Ottensoos lenkt ein, Investor überlegt aber noch

Asylunterkunft kann kommen

Auf diesem Gelände im Gewerbegebiet am Bräunleinsberg könnte ein Asylbewerberheim für bis zu 106 Flüchtlinge entstehen. Die Gemeinde Ottensoos hat jetzt eingelenkt.
Auf diesem Gelände im Gewerbegebiet am Bräunleinsberg könnte ein Asylbewerberheim für bis zu 106 Flüchtlinge entstehen. Die Gemeinde Ottensoos hat jetzt eingelenkt. | Foto: PZ-Archiv/Kirchmayer2017/02/Ottensoos-Asyl-Unterkunft-Braunleinsberg-1a-2.jpg

OTTENSOOS— Dem Bau des Asylbewerberheims im Ottensooser Teil des Gewerbegebiets am Bräunleinsberg steht nichts mehr im Weg. Die Gemeinde Ottensoos hat sich dazu entschlossen, keine Klage gegen die Baugenehmigung einzureichen. Die Entscheidung liegt jetzt beim Investor.

Lange hat sich Ottensoos gegen ein geplantes Asylbewerberheim im Gewerbegebiet am Bräunleinsberg gewehrt (die Pegnitz-Zeitung berichtete). Doch mittlerweile hat das Landratsamt dem Investor die Baugenehmigung erteilt. Der Gemeinderat hat sich jetzt einstimmig dazu entschieden, dagegen keine Klage einzureichen.

Die Erfolgsaussichten vor Gericht seien sehr gering, sagt Bürgermeister Klaus Falk (CSU) im Gespräch mit der Pegnitz-Zeitung. Außerdem rechne die Gemeinde nicht mehr mit einer Vollbelegung. Die geplante Einrichtung ist für bis zu 106 Flüchtlinge ausgelegt. Eine Zahl, die der Gemeinderat stets als unverhältnismäßig hoch ablehnte.

Weniger Flüchtlinge

Doch mittlerweile kommen weit weniger Asylbewerber nach Deutschland als noch 2015, viele bereits bestehende Heime sind nach Auskunft des Landratsamts Nürnberger Land nicht mehr voll belegt. Es besteht also eigentlich gar kein großer Druck mehr, die Unterkunft zu bauen.

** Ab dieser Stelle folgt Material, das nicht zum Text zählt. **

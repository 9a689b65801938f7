use std::sync::Arc;

use arc_swap::ArcSwap;
use tokio::sync::Mutex;

use crate::{
    config::{ScanConfig, ScanConfigPatch, VulnerabilityDefinition, VulnerabilityLibrary, VulnerabilityRulePatch},
    error::{ApiError, LastError},
    repositories::{load_typed, save_typed, StateSlot, StateStore},
};

pub type SharedScanConfig = Arc<ArcSwap<ScanConfig>>;

/// Owns the process-wide [`ScanConfig`]. Readers take lock-free snapshots;
/// writers are serialized so every update merges against the latest value.
pub struct ConfigManager {
    store: Arc<dyn StateStore + Send + Sync>,
    shared: SharedScanConfig,
    write_lock: Mutex<()>,
    last_error: Arc<LastError>,
}

impl ConfigManager {
    /// Load the stored scan configuration, or seed the slot with defaults.
    pub async fn initialize(
        store: Arc<dyn StateStore + Send + Sync>,
        last_error: Arc<LastError>,
    ) -> Result<Self, ApiError> {
        let config = match load_typed::<ScanConfig, _>(store.as_ref(), StateSlot::ScanConfig).await? {
            Some(stored) => match stored.validate() {
                Ok(()) => stored,
                Err(e) => {
                    tracing::warn!(error = %e, "stored scan configuration is invalid, using defaults");
                    ScanConfig::default()
                }
            },
            None => {
                let defaults = ScanConfig::default();
                if let Err(e) = save_typed(store.as_ref(), StateSlot::ScanConfig, &defaults).await {
                    tracing::error!(error = %e, "failed to seed default scan configuration");
                    last_error.set(format!("Failed to save scan configuration: {}", e));
                }
                defaults
            }
        };

        tracing::info!(
            concurrent_scans = config.concurrent_scans,
            modules = config.vulnerability_definitions.len(),
            "scan configuration loaded"
        );

        Ok(Self {
            store,
            shared: Arc::new(ArcSwap::from_pointee(config)),
            write_lock: Mutex::new(()),
            last_error,
        })
    }

    pub fn shared_config(&self) -> SharedScanConfig {
        self.shared.clone()
    }

    pub fn snapshot(&self) -> Arc<ScanConfig> {
        self.shared.load_full()
    }

    pub fn get_config(&self) -> ScanConfig {
        self.shared.load().as_ref().clone()
    }

    pub fn get_vulnerability_library(&self) -> VulnerabilityLibrary {
        self.shared.load().vulnerability_definitions.clone()
    }

    pub async fn update_config(&self, patch: ScanConfigPatch) -> Result<ScanConfig, ApiError> {
        let _guard = self.write_lock.lock().await;
        self.last_error.clear();

        let next = self.shared.load().merged(patch);
        next.validate()
            .map_err(|e| self.last_error.capture("Failed to update scan configuration", e))?;

        self.commit(next.clone()).await;
        tracing::info!(
            concurrent_scans = next.concurrent_scans,
            timeout = next.timeout,
            "scan configuration updated"
        );
        Ok(next)
    }

    pub async fn reset_config(&self) -> ScanConfig {
        let _guard = self.write_lock.lock().await;
        self.last_error.clear();

        let defaults = ScanConfig::default();
        self.commit(defaults.clone()).await;
        tracing::info!("scan configuration reset to defaults");
        defaults
    }

    /// Re-read the stored configuration. An absent slot keeps the current value.
    pub async fn load_config(&self) -> Result<ScanConfig, ApiError> {
        let _guard = self.write_lock.lock().await;

        let stored = load_typed::<ScanConfig, _>(self.store.as_ref(), StateSlot::ScanConfig)
            .await
            .map_err(|e| self.last_error.capture("Failed to load scan configuration", e))?;

        if let Some(config) = stored {
            config
                .validate()
                .map_err(|e| self.last_error.capture("Failed to load scan configuration", e))?;
            self.shared.store(Arc::new(config));
        }
        Ok(self.get_config())
    }

    /// Merge into an existing rule, or insert a new one when the patch is complete.
    pub async fn update_vulnerability_rule(
        &self,
        module: &str,
        patch: VulnerabilityRulePatch,
    ) -> Result<VulnerabilityDefinition, ApiError> {
        let _guard = self.write_lock.lock().await;
        self.last_error.clear();

        let module = module.trim();
        if module.is_empty() {
            return Err(self
                .last_error
                .capture("Failed to update rule", ApiError::validation("module id must not be empty")));
        }

        let mut next = self.shared.load().as_ref().clone();
        let rule = match next.vulnerability_definitions.get_mut(module) {
            Some(existing) => {
                patch.apply_to(existing);
                existing.clone()
            }
            None => {
                let rule = patch.into_definition().ok_or_else(|| {
                    self.last_error.capture(
                        "Failed to update rule",
                        ApiError::UnknownModule(module.to_string()),
                    )
                })?;
                next.vulnerability_definitions
                    .insert(module.to_string(), rule.clone());
                rule
            }
        };

        self.commit(next).await;
        tracing::info!(module = %module, severity = %rule.severity, "vulnerability rule updated");
        Ok(rule)
    }

    /// Write the current configuration, surfacing storage errors.
    pub async fn flush(&self) -> Result<(), ApiError> {
        let _guard = self.write_lock.lock().await;
        let current = self.snapshot();
        save_typed(self.store.as_ref(), StateSlot::ScanConfig, current.as_ref()).await
    }

    /// Swap in `next` and persist it. Storage failures leave the in-memory
    /// value authoritative.
    async fn commit(&self, next: ScanConfig) {
        let next = Arc::new(next);
        self.shared.store(next.clone());
        if let Err(e) = save_typed(self.store.as_ref(), StateSlot::ScanConfig, next.as_ref()).await {
            tracing::error!(error = %e, "failed to persist scan configuration");
            self.last_error
                .set(format!("Failed to save scan configuration: {}", e));
        }
    }
}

Der Vertrag mit dem Investor ist allerdings geschlossen. Noch bevor sich abzeichnete, dass sich die Lage in Deutschland entspannen würde, was im Frühling 2016 zu einem Anmietestopp seitens der Regierung von Mittelfranken führte, wurden die Vertragsdetails geregelt.

Miete ist zugesichert

Konkret heißt das: Sollte sich der Investor dazu entschließen, das Objekt am Bräunleinsberg in ein Flüchtlingsheim umzubauen und sollte das Gebäude brandschutzrechtlich abgenommen werden, bekommt der Investor die vertraglich zugesicherte Miete. Und zwar unabhängig davon, ob die Unterkunft voll belegt ist oder ob dort nur wenige Asylbewerber untergebracht werden. Das bestätigte Wolfgang Röhrl von der Abteilung Sozialwesen des Landrats­amts der Pegnitz-Zeitung auf Nachfrage.Die Entscheidung des Investors steht allerdings noch aus. Röhrl erwartet, dass sie diesen Monat fällt.

Kommt das Asylbewerberheim in Ottensoos, würden dort vermutlich 50 bis 80 Flüchtlinge untergebracht. „Die Erfahrung hat gezeigt, dass die Situation in den Heimen entspannter ist, wenn sie nicht voll belegt sind“, so Röhrl.

Dass anderswo im Landkreis eine Asylbewerberunterkunft geschlossen wird, ist laut Landratsamt keine Option. Erstens liefen 2017 keine Verträge aus. Zweitens sei unklar, ob nicht doch wieder mehr Flüchtlinge nach Deutschland kämen – etwa, weil die Türkei das Flüchtlingsabkommen mit der Europäischen
Union aufkündige. Nach Ottensoos kämen also Flüchtlinge aus anderen Heimen im Nürnberger Land, die aktuell überdurchschnittlich belegt sind.